Сегодня с крутой орлиной вершины крепости Кёнигсштейн смотрел на уютные краснокрышие деревеньки в зелени садов, на полевую и лесную красу долин и пригорков над величественной, исторической и песенной Эльбой.
И опять представил, что и отсюда, из чарующей Саксонской Швейцарии, люди ходили далеко — жечь стариков и детей в каком-нибудь большем или меньшем Освенциме, большей или меньшей Хатыни, в нашем наднеманском Новом Селе...
***
Почему через моего сына, ставя его в разные положения былой и будущей войны, мне проще понимать весь ужас бесчеловечности?
Потому, что он наиболее близок моему «я», мы с ним почти одно, я больше всего на свете дорожу его приходом в жизнь, приходом в качестве моего продолжателя, моего повторения в лучшей — я так хочу,— в чистейшей, совершеннейшей сущности.
Думал так, прочтя в газете письмо поляка, бывшего узника фашистского концлагеря для детей, адресованное бывшему коменданту этого лагеря, мирному бюргеру в одном из тихих городков ФРГ.
Представилась комендантова овчарка и мой мальчик — перед ужасом последних мук — совсем один, совсем беззащитный...
И потом еще думалось, когда я представил, как он где-то лежит на траве, искупавшись, обсыхая на солнышке,— задумался, смотрит на мир своими чистыми глазами...
Он — как все дети всего мира. Все они — как он.
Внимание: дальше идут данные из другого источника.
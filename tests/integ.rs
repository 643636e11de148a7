use anyhow::Result;
use heron_tasks::{import_tasks, register_graph, register_tree, App, Args, Host, HostApi, Registry, Scheduler};
use inject::{Config, Injection, ModuleLoader, Modules, Resolver, Value};
use std::cell::Cell;
use std::fs;
use std::path::{Path, PathBuf};
use std::rc::Rc;
use std::time::{Duration, Instant};
use tempfile::{tempdir, TempDir};
use workflow::{Dep, Done, Graph, Outcome, TaskDescriptor, TaskFn, TaskTree};

fn basic_args(root: &Path) -> Args {
    Args {
        tasks: Vec::with_capacity(0),
        roots: vec![root.to_str().unwrap().to_owned()],
        task_dir: None,
        inject: Vec::with_capacity(0),
        legacy: false,
        list: false,
        debug: true,
        verbose: 1,
    }
}

fn write(root: &Path, rel: &str, text: &str) -> Result<()> {
    let path = root.join(rel);
    if let Some(parent) = path.parent() {
        fs::create_dir_all(parent)?;
    }
    fs::write(path, text)?;
    Ok(())
}

fn read(root: &Path, rel: &str) -> Result<String> {
    Ok(fs::read_to_string(root.join(rel))?.trim().to_owned())
}

/// A small project: two scripts, a namespace, and a default task.
fn project() -> Result<TempDir> {
    let dir = tempdir()?;
    write(dir.path(), "clean.sh", "rm -f log.txt\n")?;
    write(dir.path(), "build/compile.sh", "echo compile >> log.txt\n")?;
    write(dir.path(), "build/package.sh", "echo package >> log.txt\n")?;
    write(dir.path(), "default.json", r#"["clean", "build:*"]"#)?;
    Ok(dir)
}

fn new_host(api: HostApi) -> (Rc<Registry>, Host) {
    let registry = Rc::new(Registry::new(api));
    let host: Host = registry.clone();
    (registry, host)
}

fn noop_task(deps: &[&str]) -> TaskDescriptor {
    let deps = deps.iter().map(|&d| Dep::from(d)).collect();
    TaskDescriptor::new(".", ".", TaskFn::noop()).with_deps(deps)
}

#[test]
fn test_basic() -> Result<()> {
    simple_logging::log_to_stderr(log::LevelFilter::Trace);
    let dir = project()?;

    let settings = basic_args(dir.path()).try_into()?;
    App::new(settings).run()?;

    assert_eq!("compile\npackage", read(dir.path(), "log.txt")?);
    Ok(())
}

#[test]
fn test_named_tasks_in_order() -> Result<()> {
    let dir = project()?;
    let mut args = basic_args(dir.path());
    args.tasks = vec!["build:package".to_owned(), "build:compile".to_owned()];
    App::new(args.try_into()?).run()?;

    assert_eq!("package\ncompile", read(dir.path(), "log.txt")?);
    Ok(())
}

#[test]
fn test_legacy_host() -> Result<()> {
    let dir = project()?;
    let mut args = basic_args(dir.path());
    args.legacy = true;
    App::new(args.try_into()?).run()?;

    assert_eq!("compile\npackage", read(dir.path(), "log.txt")?);
    Ok(())
}

#[test]
fn test_list_runs_nothing() -> Result<()> {
    let dir = project()?;
    let mut args = basic_args(dir.path());
    args.list = true;
    App::new(args.try_into()?).run()?;

    assert!(!dir.path().join("log.txt").exists());
    Ok(())
}

#[test]
fn test_unknown_task_fails() -> Result<()> {
    let dir = project()?;
    let mut args = basic_args(dir.path());
    args.tasks = vec!["nope".to_owned()];
    assert!(App::new(args.try_into()?).run().is_err());
    Ok(())
}

#[test]
fn test_failing_task_stops_sequence() -> Result<()> {
    let dir = tempdir()?;
    write(dir.path(), "fail.sh", "exit 1\n")?;
    write(dir.path(), "after.sh", "touch after.txt\n")?;
    write(dir.path(), "default.json", r#"["fail", "after"]"#)?;

    assert!(App::new(basic_args(dir.path()).try_into()?).run().is_err());
    assert!(!dir.path().join("after.txt").exists());
    Ok(())
}

#[test]
fn test_bad_inject_flag() -> Result<()> {
    let dir = project()?;
    let mut args = basic_args(dir.path());
    args.inject = vec!["no-equals-sign".to_owned()];
    let settings: Result<heron_tasks::Settings> = args.try_into();
    assert!(settings.is_err());
    Ok(())
}

#[test]
fn test_inject_flag_and_modules() -> Result<()> {
    let dir = tempdir()?;
    write(dir.path(), "modules/greeting.json", r#""hello""#)?;
    write(dir.path(), "modules/farewell.toml", "text = 'bye'\n")?;
    write(
        dir.path(),
        "default.toml",
        "inputs = '(greeting, message)'\nrun = 'echo \"$HT_GREETING $HT_MESSAGE\" > out.txt'\n",
    )?;

    let mut args = basic_args(dir.path());
    args.inject = vec!["message=farewell".to_owned()];
    App::new(args.try_into()?).run()?;

    assert_eq!(r#"hello {"text":"bye"}"#, read(dir.path(), "out.txt")?);
    Ok(())
}

#[test]
fn test_script_default_input() -> Result<()> {
    let dir = tempdir()?;
    write(dir.path(), "default.sh", "# inputs: (size=10)\necho $HT_SIZE > size.txt\n")?;
    App::new(basic_args(dir.path()).try_into()?).run()?;

    assert_eq!("10", read(dir.path(), "size.txt")?);
    Ok(())
}

#[test]
fn test_task_dir() -> Result<()> {
    let dir = tempdir()?;
    write(dir.path(), "tasks/default.sh", "touch ran.txt\n")?;
    let mut args = basic_args(dir.path());
    args.task_dir = Some("tasks".to_owned());
    App::new(args.try_into()?).run()?;

    // tasks run in the root, not the task directory:
    assert!(dir.path().join("ran.txt").exists());
    Ok(())
}

#[test]
fn test_graph_from_tree() -> Result<()> {
    // a.sh has no deps; b/c.json depends on a.
    let dir = tempdir()?;
    write(dir.path(), "a.sh", "true\n")?;
    write(dir.path(), "b/c.json", r#"["a"]"#)?;

    let (registry, host) = new_host(HostApi::Composing);
    let registration = import_tasks(&[dir.path().to_path_buf()], Config::default(), &host)?;

    assert_eq!(vec!["a", "b:c"], registration.registered);
    assert_eq!(vec!["a", "b:c"], registry.ids());
    registry.run(&["b:c".to_owned()])?;
    Ok(())
}

#[test]
fn test_wildcard_siblings() -> Result<()> {
    let dir = tempdir()?;
    write(dir.path(), "build/a.json", "[]")?;
    write(dir.path(), "build/b.json", "[]")?;
    write(dir.path(), "all.json", r#"["build:*"]"#)?;

    let config = Rc::new(Config::default());
    let tree = heron_tasks::Scanner::new(config.clone()).tree(&[dir.path().to_path_buf()])?;
    let graph = Graph::build(tree, &config.extensions)?;

    assert_eq!(vec![Dep::from("build:a"), Dep::from("build:b")], graph.get("all").unwrap().deps);
    Ok(())
}

#[test]
fn test_group_runs_concurrently() -> Result<()> {
    let dir = tempdir()?;
    write(dir.path(), "s1.sh", "sleep 1\n")?;
    write(dir.path(), "s2.toml", "run = 'sleep 1'\n")?;
    write(dir.path(), "both.json", r#"[["s1", "s2"]]"#)?;

    let (registry, host) = new_host(HostApi::Composing);
    import_tasks(&[dir.path().to_path_buf()], Config::default(), &host)?;

    let start = Instant::now();
    registry.run(&["both".to_owned()])?;
    assert!(start.elapsed() < Duration::from_millis(1800));
    Ok(())
}

#[test]
fn test_registrar_passes() -> Result<()> {
    let dir = tempdir()?;
    write(dir.path(), "x.json", r#"["y"]"#)?;
    write(dir.path(), "y.json", "[]")?;

    let (_registry, host) = new_host(HostApi::Composing);
    let registration = import_tasks(&[dir.path().to_path_buf()], Config::default(), &host)?;

    assert_eq!(vec!["y", "x"], registration.registered);
    assert_eq!(2, registration.passes);
    Ok(())
}

#[test]
fn test_registrar_terminates() -> Result<()> {
    let mut tree = TaskTree::new();
    tree.insert_at(&["p"], noop_task(&["q"]));
    tree.insert_at(&["q"], noop_task(&["p"]));

    let (registry, host) = new_host(HostApi::Composing);
    let registration = register_tree(tree, Rc::new(Config::default()), &host)?;

    assert!(registration.registered.is_empty());
    assert_eq!(2, registration.stalled.len());
    assert!(registry.is_empty());
    Ok(())
}

/// Counts module loads; never finds anything.
struct CountingLoader(Rc<Cell<usize>>);

impl ModuleLoader for CountingLoader {
    fn load(&self, specifier: &str, _base: &Path) -> Result<Value> {
        self.0.set(self.0.get() + 1);
        Err(anyhow::anyhow!("no module {specifier}"))
    }
}

#[test]
fn test_injected_inputs_need_no_modules() -> Result<()> {
    let (registry, host) = new_host(HostApi::Composing);
    let loads = Rc::new(Cell::new(0));
    let resolver = Resolver::new(
        Rc::new(Config::default()),
        Rc::new(CountingLoader(loads.clone())),
    );

    let saw_host = Rc::new(Cell::new(false));
    let seen = saw_host.clone();
    let body = TaskFn::with_signature("(scheduler, done)", move |args| {
        seen.set(args[0].downcast_ref::<Host>().is_some());
        args[1].downcast_ref::<Done>().unwrap().complete();
        Ok(Outcome::Pending)
    })?;
    let mut tree = TaskTree::new();
    tree.insert_at(&["t"], TaskDescriptor::new(".", ".", body));
    let graph = Graph::build(tree, &[])?;

    let registration = register_graph(&graph, resolver, &host);
    assert_eq!(vec!["t"], registration.registered);
    registry.run(&["t".to_owned()])?;

    assert!(saw_host.get());
    assert_eq!(0, loads.get());
    Ok(())
}

#[test]
fn test_config_injection() -> Result<()> {
    let (registry, host) = new_host(HostApi::Composing);
    let mut config = Config::default();
    config.inject("answer", Injection::Value(Value::Int(42)));

    let got = Rc::new(Cell::new(0));
    let out = got.clone();
    let body = TaskFn::with_signature("(answer)", move |args| {
        if let Value::Int(n) = args[0] {
            out.set(n);
        }
        Ok(Outcome::Value(Value::Undefined))
    })?;
    let mut tree = TaskTree::new();
    tree.insert_at(&["t"], TaskDescriptor::new(".", ".", body));

    register_tree(tree, Rc::new(config), &host)?;
    registry.run(&["t".to_owned()])?;
    assert_eq!(42, got.get());
    Ok(())
}

#[test]
fn test_completion_guard() -> Result<()> {
    let (registry, host) = new_host(HostApi::Composing);
    let runs = Rc::new(Cell::new(0));
    let counter = runs.clone();

    let twice = TaskFn::with_signature("(done)", |args| {
        let done = args[0].downcast_ref::<Done>().unwrap();
        done.complete();
        done.complete();
        Ok(Outcome::Value(Value::Undefined))
    })?;
    let downstream = TaskFn::with_signature("()", move |_| {
        counter.set(counter.get() + 1);
        Ok(Outcome::Value(Value::Undefined))
    })?;

    let mut tree = TaskTree::new();
    tree.insert_at(&["twice"], TaskDescriptor::new(".", ".", twice));
    tree.insert_at(
        &["downstream"],
        TaskDescriptor::new(".", ".", downstream).with_deps(vec!["twice".into()]),
    );
    register_tree(tree, Rc::new(Config::default()), &host)?;

    registry.run(&["downstream".to_owned()])?;
    assert_eq!(1, runs.get());
    Ok(())
}

#[test]
fn test_never_completes() -> Result<()> {
    use futures::FutureExt;

    let (registry, host) = new_host(HostApi::Composing);
    let body = TaskFn::with_signature("(done)", |_| Ok(Outcome::Pending))?;
    let mut tree = TaskTree::new();
    tree.insert_at(&["stuck"], TaskDescriptor::new(".", ".", body));
    register_tree(tree, Rc::new(Config::default()), &host)?;

    let run = registry.lookup("stuck").unwrap();
    assert!(run().now_or_never().is_none());
    Ok(())
}

#[test]
fn test_watch_is_recorded() -> Result<()> {
    let dir = tempdir()?;
    write(dir.path(), "build.json", "[]")?;
    write(
        dir.path(),
        "watch.toml",
        "[watch]\nsource = ['src/**/*.rs', 'Cargo.toml']\ntasks = ['build']\n",
    )?;

    let (registry, host) = new_host(HostApi::Composing);
    import_tasks(&[dir.path().to_path_buf()], Config::default(), &host)?;

    use futures::FutureExt;
    let watch = registry.lookup("watch").unwrap();
    assert!(watch().now_or_never().is_none());

    let watches = registry.watches();
    assert_eq!(1, watches.len());
    assert_eq!(vec!["src/**/*.rs", "Cargo.toml"], watches[0].source);
    assert_eq!(vec!["build"], watches[0].tasks);
    Ok(())
}

#[test]
fn test_modules_provider() -> Result<()> {
    let (registry, host) = new_host(HostApi::Composing);
    let config = Rc::new(Config::default());
    let mut modules = Modules::new(&config.modules_dir);
    modules.provide("ht-version", |_| Ok(Value::from("1.2.3")));

    let got = Rc::new(std::cell::RefCell::new(String::new()));
    let out = got.clone();
    let body = TaskFn::with_signature("(version)", move |args| {
        *out.borrow_mut() = args[0].as_str().unwrap_or_default().to_owned();
        Ok(Outcome::Value(Value::Undefined))
    })?;
    let mut tree = TaskTree::new();
    tree.insert_at(&["t"], TaskDescriptor::new(PathBuf::from("."), ".", body));
    let graph = Graph::build(tree, &config.extensions)?;

    register_graph(&graph, Resolver::new(config, Rc::new(modules)), &host);
    registry.run(&["t".to_owned()])?;
    assert_eq!("1.2.3", *got.borrow());
    Ok(())
}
Но он для меня — почти я сам, мое повторение в высшей форме, и потому он самый близкий мне, и боль всех детей мне легче понять через его боль, через боль, которая не может быть не моей.
***
Раннее утро.
Вышел из помещения загородного мотеля под ясное, уже солнечное небо, под песню жаворонка, и подумал:
Хорошо было и хорошо всегда тому, кто и эту песню, и эту ромашку — все может подчинить своему одному, значительному и прочному навсегда.
***
Смуглая немочка, гид во дворце Сан-Сусси. Ее простодушно-приязненное, хоть и служебное «Liebe Gäste», что повторялось в каждом новом зале музея. А потом — «срыв в личное», который, если он даже и повторяется у нее с каждой новой группой посетителей, звучит приятно, хорошо.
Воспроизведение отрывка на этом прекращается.